Who’s that hiding in the trees? It’s a Bornean orangutan, an ape with an unhappy history and an uncertain future.
I saw this orangutan and several others when I took a recent boat journey past Kaja Island in the Rungan River of Central Kalimantan, Indonesia.
The 40-plus orangutans on the island are ‘rehabs’ — creatures that have been confiscated from poachers, found orphaned or rescued from homes where as pets they were subjected to a diet of noodles instead of fruits and tree bark.
Many were rescued from palm oil plantations where they were captured as pests after arriving hungry to feed on the palms.
Their species is in trouble — there are only around 50,000 left. The Borneo Orangutan Survival (BOS) Foundation’s Nyaru Menteng rehabilitation centre now houses over 600 rescued orangutans, with another 230 at a centre in East Kalimantan.
An orangutan that has been traumatised or has spent too much time around living like a human cannot simply be released into a forest — it must be rehabilitated first. Michelle Desilets of the Orangutan Land Trust explained to me the process, which can take 8-10 years.
“They start out in forest schools. The littles ones at nursery school play all day in a small forest with small trees under the watchful eyes of their babysitters. The babysitters sleep with them at night in the nursery house, with the babies in laundry baskets with blankets and leaves.”
“When they are older they go to Forest School One, a larger forest with larger trees, still mostly with babysitters. They sleep in group cages or baskets at night, also with 24-hour care. They can stay out at night if they want to, but once they start doing this regularly, and staying in their nests through the night, then they move to Forest School Two.”
“This is an even bigger forest with bigger trees, and now looked after by teknisi (local men who care for them). There is also a group cage for them if they want it for sleeping, but most stay out in the forest.”
“Finally after a few years here, they graduate to orangutan university, one of the five river islands like Kaja, where they show they can essentially master the skills they need to make it on their own, but they do have food provided twice daily if they want it.”
The idea is that after at least two years on an island the orangutans will be ready to return to the wild, though as yet none from Kaja Island has. What’s missing is somewhere for them to go to.
Between 1992 and 2002 the BOS Foundation released 450 rescued orangutans in East Kalimantan, but since then it has been unable to been unable to free any more as there is so little suitable habitat.
Most of Indonesia’s orangutans live outside of protected areas and the forests they depend on are being turned into plantations of oil palm or have been logged for timber and pulp.
Former orangutan biologist June Rubis taught me a new word to describe these apes that are surrounded by oil palm and village farms and people: “eco-stranded.” As they run out of places to live their wild lives, they increasingly meet people and if the apes raid oil palm plantations or villagers’ crops this spells conflict.
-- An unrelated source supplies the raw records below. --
//! The constraint algebra (spec §3, §4.2).
//!
//! `VersionSpecifier` is a closed sum type with a total intersection
//! operation and a satisfaction predicate against a [`PinnedVersion`]. Both
//! are specified by exhaustive case analysis in spec §4.2; this module is a
//! direct transcription of that table rather than a derivation from some
//! more general range type, because the "branch pin trumps" and
//! `GitReference`-dominance rules aren't expressible as plain interval
//! arithmetic.

use std::fmt;

use serde::{Deserialize, Serialize};

use crate::pinned_version::PinnedVersion;
use crate::semantic_version::SemanticVersion;

/// A predicate selecting a subset of versions for one dependency.
#[derive(Debug, Clone, PartialEq, Eq, Hash, Serialize, Deserialize)]
#[serde(tag = "kind", rename_all = "snake_case")]
pub enum VersionSpecifier {
    /// Matches any version except a pre-release (non-semantic pins still
    /// satisfy this — see [`VersionSpecifier::is_satisfied_by`]).
    Any,
    /// The zero element of intersection; matches nothing.
    Empty,
    /// Matches exactly `SemanticVersion`, pre-release included, with no
    /// differing build metadata.
    Exactly(SemanticVersion),
    /// Matches any semantic version `>= SemanticVersion` (pre-release
    /// semantics detailed in [`VersionSpecifier::is_satisfied_by`]).
    AtLeast(SemanticVersion),
    /// Matches `>= SemanticVersion` within the same "compatible" band: same
    /// major (and, for `0.x`, same minor too).
    CompatibleWith(SemanticVersion),
    /// Matches only a pin whose commit-ish is byte-equal to this string.
    GitReference(String),
}

impl VersionSpecifier {
    /// `specifier ⊨ pinned` (spec §4.2 "Satisfaction").
    #[must_use]
    pub fn is_satisfied_by(&self, pinned: &PinnedVersion) -> bool {
        match self {
            Self::Empty => false,
            Self::Any => match pinned.semantic_version() {
                Some(v) => !v.is_prerelease(),
                None => true,
            },
            Self::GitReference(r) => pinned.commitish() == r,
            Self::Exactly(req) => match pinned.semantic_version() {
                Some(pin) => pin == req,
                None => false,
            },
            Self::AtLeast(req) => match pinned.semantic_version() {
                Some(pin) => at_least_satisfied(pin, req),
                None => true,
            },
            Self::CompatibleWith(req) => match pinned.semantic_version() {
                Some(pin) => at_least_satisfied(pin, req) && compatible_band(pin, req),
                None => true,
            },
        }
    }

    /// The total binary intersection operation of spec §4.2's table.
    #[must_use]
    pub fn intersect(&self, other: &Self) -> Self {
        use VersionSpecifier::{AtLeast, CompatibleWith, Empty, Exactly, GitReference};

        match (self, other) {
            (Self::Empty, _) | (_, Self::Empty) => Self::Empty,

            (Self::Any, Self::Any) => Self::Any,
            (Self::Any, other) | (other, Self::Any) => match other {
                Exactly(r) => Exactly(r.clone()),
                AtLeast(r) => AtLeast(r.discarding_build_metadata()),
                CompatibleWith(r) => CompatibleWith(r.discarding_build_metadata()),
                GitReference(r) => GitReference(r.clone()),
                Self::Any | Self::Empty => unreachable!("handled above"),
            },

            (GitReference(l), GitReference(r)) => {
                if l == r { GitReference(l.clone()) } else { Self::Empty }
            }
            (GitReference(l), _) | (_, GitReference(l)) => GitReference(l.clone()),

            (Exactly(l), Exactly(r)) => {
                if l == r { Exactly(l.clone()) } else { Self::Empty }
            }
            (Exactly(l), AtLeast(r)) | (AtLeast(r), Exactly(l)) => {
                if r <= l { Exactly(l.clone()) } else { Self::Empty }
            }
            (Exactly(l), CompatibleWith(r)) | (CompatibleWith(r), Exactly(l)) => {
                if l >= r && compatible_band(l, r) { Exactly(l.clone()) } else { Self::Empty }
            }

            (AtLeast(l), AtLeast(r)) => AtLeast(max_version(l, r).discarding_build_metadata()),

            (AtLeast(l), CompatibleWith(r)) | (CompatibleWith(r), AtLeast(l)) => {
                if l.major() > r.major() {
                    Self::Empty
                } else if l.major() < r.major() {
                    CompatibleWith(r.clone())
                } else if r.major() == 0 && l.minor() > r.minor() {
                    // `r`'s band is pinned to minor `r.minor()`; `l` demands a
                    // version strictly above that whole band.
                    Self::Empty
                } else if r.major() == 0 && l.minor() < r.minor() {
                    // every version in `r`'s band already exceeds `l`.
                    CompatibleWith(r.clone())
                } else {
                    CompatibleWith(max_version(l, r).clone())
                }
            }

            (CompatibleWith(l), CompatibleWith(r)) => {
                if l.major() != r.major() {
                    Self::Empty
                } else if l.major() == 0 && l.minor() != r.minor() {
                    Self::Empty
                } else {
                    CompatibleWith(max_version(l, r).clone())
                }
            }
        }
    }

    /// Reduce an ordered collection of specifiers with `Any` as the
    /// identity (spec §4.2, last sentence).
    pub fn intersect_all<'a>(specifiers: impl IntoIterator<Item = &'a Self>) -> Self {
        specifiers.into_iter().fold(Self::Any, |acc, s| acc.intersect(s))
    }
}

fn at_least_satisfied(pin: &SemanticVersion, req: &SemanticVersion) -> bool {
    if pin.is_prerelease() {
        req.is_prerelease() && pin.has_same_numeric_components(req) && pin >= req
    } else {
        pin >= req
    }
}

fn compatible_band(pin: &SemanticVersion, req: &SemanticVersion) -> bool {
    if req.major() > 0 {
        pin.major() == req.major()
    } else {
        pin.major() == 0 && pin.minor() == req.minor()
    }
}

fn max_version<'a>(a: &'a SemanticVersion, b: &'a SemanticVersion) -> &'a SemanticVersion {
    if a >= b { a } else { b }
}

impl fmt::Display for VersionSpecifier {
    fn fmt(&self, f: &mut fmt::Formatter<'_>) -> fmt::Result {
        match self {
            Self::Any => write!(f, ""),
            Self::Empty => write!(f, "[]"),
            Self::Exactly(v) => write!(f, "== {v}"),
            Self::AtLeast(v) => write!(f, ">= {v}"),
            Self::CompatibleWith(v) => write!(f, "~> {v}"),
            Self::GitReference(r) => write!(f, "\"{r}\""),
        }
    }
}
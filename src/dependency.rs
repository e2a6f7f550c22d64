//! The opaque dependency identity type (spec §3 "Dependency").

use std::fmt;

use serde::{Deserialize, Serialize};

/// Where a dependency's sources live. Equality and hashing of [`Dependency`]
/// are structural over this tag plus the display name — two dependencies
/// naming the same GitHub repo are the same dependency regardless of what
/// short name a manifest gave them elsewhere, so the name is carried for
/// diagnostics but does not participate in `Eq`/`Hash`.
#[derive(Debug, Clone, PartialEq, Eq, Hash, Serialize, Deserialize)]
#[serde(tag = "kind", rename_all = "snake_case")]
pub enum SourceKind {
    /// A GitHub-hosted repository, identified by host/owner/repo rather
    /// than by URL so that `github.com` and an enterprise host are
    /// distinguishable.
    GitHub {
        host: String,
        owner: String,
        repo: String,
    },
    /// An arbitrary Git remote.
    Git { url: String },
    /// A precompiled binary artifact addressed by URL (no Git history).
    Binary { url: String },
}

/// The identity of a single dependency in the resolution graph.
///
/// Two `Dependency` values are equal iff their [`SourceKind`]s are equal;
/// the `name` field is informational (used in diagnostics and as the
/// `dependenciesToUpdate` match key) and is intentionally excluded from
/// `Eq`/`Hash` so that a dependency referenced under two different display
/// names from two different manifests is still recognized as one node.
#[derive(Debug, Clone, Serialize, Deserialize)]
pub struct Dependency {
    source: SourceKind,
    name: String,
}

impl Dependency {
    #[must_use]
    pub fn new(source: SourceKind, name: impl Into<String>) -> Self {
        Self {
            source,
            name: name.into(),
        }
    }

    #[must_use]
    pub fn github(owner: impl Into<String>, repo: impl Into<String>) -> Self {
        let owner = owner.into();
        let repo = repo.into();
        let name = repo.clone();
        Self::new(
            SourceKind::GitHub {
                host: "github.com".to_string(),
                owner,
                repo,
            },
            name,
        )
    }

    #[must_use]
    pub fn git(url: impl Into<String>, name: impl Into<String>) -> Self {
        Self::new(SourceKind::Git { url: url.into() }, name)
    }

    #[must_use]
    pub fn binary(url: impl Into<String>, name: impl Into<String>) -> Self {
        Self::new(SourceKind::Binary { url: url.into() }, name)
    }

    #[must_use]
    pub fn source(&self) -> &SourceKind {
        &self.source
    }

    /// The short name used for `dependenciesToUpdate` matching and in
    /// diagnostics. Not part of this dependency's identity.
    #[must_use]
    pub fn name(&self) -> &str {
        &self.name
    }
}

impl PartialEq for Dependency {
    fn eq(&self, other: &Self) -> bool {
        self.source == other.source
    }
}

impl Eq for Dependency {}

impl std::hash::Hash for Dependency {
    fn hash<H: std::hash::Hasher>(&self, state: &mut H) {
        self.source.hash(state);
    }
}

impl fmt::Display for Dependency {
    fn fmt(&self, f: &mut fmt::Formatter<'_>) -> fmt::Result {
        write!(f, "{}", self.name)
    }
}

/// Ordering by description, used for the stable topological emission of
/// spec §8 scenario S6 and for `ResolvedCartfile`'s ascending sort (§6).
impl PartialOrd for Dependency {
    fn partial_cmp(&self, other: &Self) -> Option<std::cmp::Ordering> {
        Some(self.cmp(other))
    }
}

impl Ord for Dependency {
    fn cmp(&self, other: &Self) -> std::cmp::Ordering {
        self.description().cmp(&other.description())
    }
}

impl Dependency {
    /// A stable, unambiguous textual form used for ordering and display,
    /// distinct from the short `name` (which two different dependencies
    /// could share).
    #[must_use]
    pub fn description(&self) -> String {
        match &self.source {
            SourceKind::GitHub { host, owner, repo } => {
                if host == "github.com" {
                    format!("github \"{owner}/{repo}\"")
                } else {
                    format!("github \"{host}/{owner}/{repo}\"")
                }
            }
            SourceKind::Git { url } => format!("git \"{url}\""),
            SourceKind::Binary { url } => format!("binary \"{url}\""),
        }
    }
}

#[cfg(test)]
mod tests {
    use super::*;

    #[test]
    fn equality_ignores_name() {
        let a = Dependency::github("alice", "lib");
        let b = Dependency::new(
            SourceKind::GitHub {
                host: "github.com".into(),
                owner: "alice".into(),
                repo: "lib".into(),
            },
            "totally-different-name",
        );
        assert_eq!(a, b);
    }

    #[test]
    fn different_source_kinds_are_distinct() {
        let a = Dependency::github("alice", "lib");
        let b = Dependency::git("https://example.com/alice/lib.git", "lib");
        assert_ne!(a, b);
    }

    #[test]
    fn description_orders_lexicographically() {
        let a = Dependency::github("alice", "lib");
        let b = Dependency::github("bob", "lib");
        assert!(a < b);
    }
}
//! Ordered candidate version sets for one dependency (spec §3, §4.4).

use serde::{Deserialize, Serialize};

use crate::pinned_version::PinnedVersion;
use crate::version_specifier::VersionSpecifier;

/// A [`PinnedVersion`] annotated with whether it parses as a semantic
/// version. Ordering descends: newer versions sort first, so iterating a
/// [`ConcreteVersionSet`] yields the resolver's preferred candidate order.
#[derive(Debug, Clone, PartialEq, Eq, Serialize, Deserialize)]
#[serde(transparent)]
pub struct ConcreteVersion {
    pinned: PinnedVersion,
}

impl ConcreteVersion {
    #[must_use]
    pub fn new(pinned: PinnedVersion) -> Self {
        Self { pinned }
    }

    #[must_use]
    pub fn pinned(&self) -> &PinnedVersion {
        &self.pinned
    }

    #[must_use]
    pub fn is_semantic(&self) -> bool {
        self.pinned.semantic_version().is_some()
    }

    pub fn into_pinned(self) -> PinnedVersion {
        self.pinned
    }
}

/// Newer-first ordering. Non-semantic (branch-like) versions sort after all
/// semantic ones and are otherwise ordered by commit-ish for determinism.
impl PartialOrd for ConcreteVersion {
    fn partial_cmp(&self, other: &Self) -> Option<std::cmp::Ordering> {
        Some(self.cmp(other))
    }
}

impl Ord for ConcreteVersion {
    fn cmp(&self, other: &Self) -> std::cmp::Ordering {
        match (self.pinned.semantic_version(), other.pinned.semantic_version()) {
            (Some(a), Some(b)) => b.cmp(a),
            (Some(_), None) => std::cmp::Ordering::Less,
            (None, Some(_)) => std::cmp::Ordering::Greater,
            (None, None) => self.pinned.commitish().cmp(other.pinned.commitish()),
        }
    }
}

/// An ordered set of candidate versions for a single dependency, plus the
/// "pinned" flag recording whether this set was forcibly constrained to the
/// dependency's prior resolution (spec §4.4).
#[derive(Debug, Clone, Default)]
pub struct ConcreteVersionSet {
    versions: Vec<ConcreteVersion>,
    is_pinned: bool,
}

impl ConcreteVersionSet {
    #[must_use]
    pub fn new() -> Self {
        Self::default()
    }

    /// A set forced to exactly one version, as produced when a dependency is
    /// not updatable and a prior pin exists.
    #[must_use]
    pub fn pinned(version: ConcreteVersion) -> Self {
        Self {
            versions: vec![version],
            is_pinned: true,
        }
    }

    #[must_use]
    pub fn from_versions(mut versions: Vec<ConcreteVersion>) -> Self {
        versions.sort();
        versions.dedup();
        Self {
            versions,
            is_pinned: false,
        }
    }

    #[must_use]
    pub fn is_pinned(&self) -> bool {
        self.is_pinned
    }

    #[must_use]
    pub fn is_empty(&self) -> bool {
        self.versions.is_empty()
    }

    #[must_use]
    pub fn len(&self) -> usize {
        self.versions.len()
    }

    /// Iterate candidates in preference order (newest first).
    pub fn iter(&self) -> impl Iterator<Item = &ConcreteVersion> {
        self.versions.iter()
    }

    pub fn insert(&mut self, version: ConcreteVersion) {
        if self.is_pinned {
            return;
        }
        if let Err(pos) = self.versions.binary_search(&version) {
            self.versions.insert(pos, version);
        }
    }

    /// Remove every candidate that does not satisfy `specifier`. A no-op on a
    /// pinned set whose single version already fails the specifier would
    /// empty the set — which is exactly the intended signal of a hard
    /// conflict with the pinned input (spec §4.4).
    pub fn retain_compatible(&mut self, specifier: &VersionSpecifier) {
        self.versions.retain(|v| specifier.is_satisfied_by(v.pinned()));
    }

    /// A deep-enough duplicate for one branch of the search to mutate
    /// independently of its siblings.
    #[must_use]
    pub fn copy(&self) -> Self {
        self.clone()
    }
}

#[cfg(test)]
mod tests {
    use super::*;

    fn cv(s: &str) -> ConcreteVersion {
        ConcreteVersion::new(PinnedVersion::new(s))
    }

    #[test]
    fn iteration_order_is_newest_first() {
        let set = ConcreteVersionSet::from_versions(vec![cv("1.0.0"), cv("2.0.0"), cv("1.5.0")]);
        let order: Vec<_> = set.iter().map(|v| v.pinned().commitish().to_string()).collect();
        assert_eq!(order, vec!["2.0.0", "1.5.0", "1.0.0"]);
    }

    #[test]
    fn semantic_versions_sort_before_branch_like_ones() {
        let set = ConcreteVersionSet::from_versions(vec![cv("main"), cv("1.0.0")]);
        let order: Vec<_> = set.iter().map(|v| v.pinned().commitish().to_string()).collect();
        assert_eq!(order, vec!["1.0.0", "main"]);
    }

    #[test]
    fn pinned_set_rejects_further_inserts() {
        let mut set = ConcreteVersionSet::pinned(cv("1.0.0"));
        set.insert(cv("2.0.0"));
        assert_eq!(set.len(), 1);
    }

    #[test]
    fn retain_compatible_can_empty_a_pinned_set() {
        let mut set = ConcreteVersionSet::pinned(cv("1.0.0"));
        set.retain_compatible(&VersionSpecifier::Exactly(
            crate::semantic_version::SemanticVersion::parse("2.0.0").unwrap(),
        ));
        assert!(set.is_empty());
        assert!(set.is_pinned());
    }

    #[test]
    fn retain_compatible_filters_in_place() {
        let mut set = ConcreteVersionSet::from_versions(vec![cv("1.0.0"), cv("2.0.0")]);
        set.retain_compatible(&VersionSpecifier::AtLeast(
            crate::semantic_version::SemanticVersion::parse("1.5.0").unwrap(),
        ));
        assert_eq!(set.len(), 1);
        assert_eq!(set.iter().next().unwrap().pinned().commitish(), "2.0.0");
    }
}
In research published in November 2011, Erik Meijaard and colleagues estimated that people killed between 750 and 1790 orang-utans in Kalimantan in 2010 alone (full paper online here). Some managers of oil palm plantations have even offered their workers a cash bounty for every ‘pest’ orangutan they kill.
Back in August 2010, the Indonesian government gave the BOS Foundation a permit to manage 86,540 hectares of logged land in East Kalimantan as an orangutan reintroduction site.
Under the deal, the foundation would pay a US$1.4 million license fee for access to the land over the next 60 years. But even after this agreement nothing happened, as the foundation still had no permission to release any apes.
Finally, on 18 January 2012, they got some good news. As Fidelis Satriastanti reported in the Jakarta Globe the government gave the green light for hundreds of orangutans to be released there over the coming years.
Here’s a closer look at that ape I saw just three days before this news was announced. It seemed curious about the boat that carried me past the island. It looked like an ape that was ready to go home.
[I visited Indonesia to attend a meeting at CIFOR that explored whether it was possible to conserve apes and reduce local poverty at the same time. It was organised as part of IIED‘s Poverty and Conservation Learning Group initiative with support from the Arcus Foundation, the US Fish and Wildlife Service, and the Great Ape Survival Partnership]
Yes, I’ve always wondered about this. In fact how can there be any spare forest for release? Orangutans would surely be everywhere more or less at their carrying capacity, or else the forest is not suitable in the first place, so how can releasing more apes be helpful?
Hi. Good question. There is a lot of degraded (after selective logging) forest in Borneo that could be rehabilitated to form good orangutan habitat and some that is already good enough but is just not protected.